*Task*: Nothing should differ between your output and the entries below.

Entries provided START

//! Provider abstraction for listing and deleting function versions
//!
//! The prune engine only depends on the [`LambdaProvider`] trait. The AWS
//! implementation lives in [`aws`], and [`mock`] provides an in-memory
//! provider for tests.

pub mod aws;
pub mod error;
pub mod mock;
pub mod regions;

pub use aws::AwsLambdaProvider;
pub use error::{ProviderError, MALFORMED_RESPONSE, THROTTLE_STATUS};
pub use mock::{CallKind, MockLambdaProvider, ProviderCall};

use async_trait::async_trait;
use chrono::{DateTime, Utc};
use serde::{Deserialize, Serialize};

/// Version identifier the provider uses for the unpublished, always-current code
pub const LATEST_VERSION: &str = "$LATEST";

/// A published version of a deployed function
#[derive(Debug, Clone, PartialEq, Eq, Serialize, Deserialize)]
pub struct VersionRecord {
    pub version: String,
    pub last_modified: DateTime<Utc>,
}

impl VersionRecord {
    pub fn new(version: impl Into<String>, last_modified: DateTime<Utc>) -> Self {
        Self {
            version: version.into(),
            last_modified,
        }
    }
}

/// A named pointer to a specific version
#[derive(Debug, Clone, PartialEq, Eq, Serialize, Deserialize)]
pub struct AliasRecord {
    pub name: String,
    pub function_version: String,
}

impl AliasRecord {
    pub fn new(name: impl Into<String>, function_version: impl Into<String>) -> Self {
        Self {
            name: name.into(),
            function_version: function_version.into(),
        }
    }
}

/// Region and optional stage a provider request is issued for
///
/// The stage lets a provider pick stage-specific credentials.
#[derive(Debug, Clone, PartialEq, Eq, Hash)]
pub struct RequestScope {
    pub region: String,
    pub stage: Option<String>,
}

impl RequestScope {
    pub fn new(region: impl Into<String>, stage: Option<String>) -> Self {
        Self {
            region: region.into(),
            stage,
        }
    }
}

/// Remote operations the prune engine needs from the provider
#[async_trait]
pub trait LambdaProvider: Send + Sync {
    /// List every alias defined on `lambda_name`
    async fn list_aliases(
        &self,
        scope: &RequestScope,
        lambda_name: &str,
    ) -> Result<Vec<AliasRecord>, ProviderError>;

    /// List every version of `lambda_name`, including `$LATEST`
    async fn list_versions(
        &self,
        scope: &RequestScope,
        lambda_name: &str,
    ) -> Result<Vec<VersionRecord>, ProviderError>;

    /// Delete a single version of `lambda_name`
    async fn delete_version(
        &self,
        scope: &RequestScope,
        lambda_name: &str,
        version: &str,
    ) -> Result<(), ProviderError>;

    /// Region identifiers this provider accepts
    fn valid_regions(&self) -> &[&'static str] {
        regions::LAMBDA_REGIONS
    }

    fn is_valid_region(&self, region: &str) -> bool {
        self.valid_regions().contains(&region)
    }
}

Entries provided END

*Reply*:
//! Provider abstraction for listing and deleting function versions
//!
//! The prune engine only depends on the [`LambdaProvider`] trait. The AWS
//! implementation lives in [`aws`], and [`mock`] provides an in-memory
//! provider for tests.

pub mod aws;
pub mod error;
pub mod mock;
pub mod regions;

pub use aws::AwsLambdaProvider;
pub use error::{ProviderError, MALFORMED_RESPONSE, THROTTLE_STATUS};
pub use mock::{CallKind, MockLambdaProvider, ProviderCall};

use async_trait::async_trait;
use chrono::{DateTime, Utc};
use serde::{Deserialize, Serialize};

/// Version identifier the provider uses for the unpublished, always-current code
pub const LATEST_VERSION: &str = "$LATEST";

/// A published version of a deployed function
#[derive(Debug, Clone, PartialEq, Eq, Serialize, Deserialize)]
pub struct VersionRecord {
    pub version: String,
    pub last_modified: DateTime<Utc>,
}

impl VersionRecord {
    pub fn new(version: impl Into<String>, last_modified: DateTime<Utc>) -> Self {
        Self {
            version: version.into(),
            last_modified,
        }
    }
}

/// A named pointer to a specific version
#[derive(Debug, Clone, PartialEq, Eq, Serialize, Deserialize)]
pub struct AliasRecord {
    pub name: String,
    pub function_version: String,
}

impl AliasRecord {
    pub fn new(name: impl Into<String>, function_version: impl Into<String>) -> Self {
        Self {
            name: name.into(),
            function_version: function_version.into(),
        }
    }
}

/// Region and optional stage a provider request is issued for
///
/// The stage lets a provider pick stage-specific credentials.
#[derive(Debug, Clone, PartialEq, Eq, Hash)]
pub struct RequestScope {
    pub region: String,
    pub stage: Option<String>,
}

impl RequestScope {
    pub fn new(region: impl Into<String>, stage: Option<String>) -> Self {
        Self {
            region: region.into(),
            stage,
        }
    }
}

/// Remote operations the prune engine needs from the provider
#[async_trait]
pub trait LambdaProvider: Send + Sync {
    /// List every alias defined on `lambda_name`
    async fn list_aliases(
        &self,
        scope: &RequestScope,
        lambda_name: &str,
    ) -> Result<Vec<AliasRecord>, ProviderError>;

    /// List every version of `lambda_name`, including `$LATEST`
    async fn list_versions(
        &self,
        scope: &RequestScope,
        lambda_name: &str,
    ) -> Result<Vec<VersionRecord>, ProviderError>;

    /// Delete a single version of `lambda_name`
    async fn delete_version(
        &self,
        scope: &RequestScope,
        lambda_name: &str,
        version: &str,
    ) -> Result<(), ProviderError>;

    /// Region identifiers this provider accepts
    fn valid_regions(&self) -> &[&'static str] {
        regions::LAMBDA_REGIONS
    }

    fn is_valid_region(&self, region: &str) -> bool {
        self.valid_regions().contains(&region)
    }
}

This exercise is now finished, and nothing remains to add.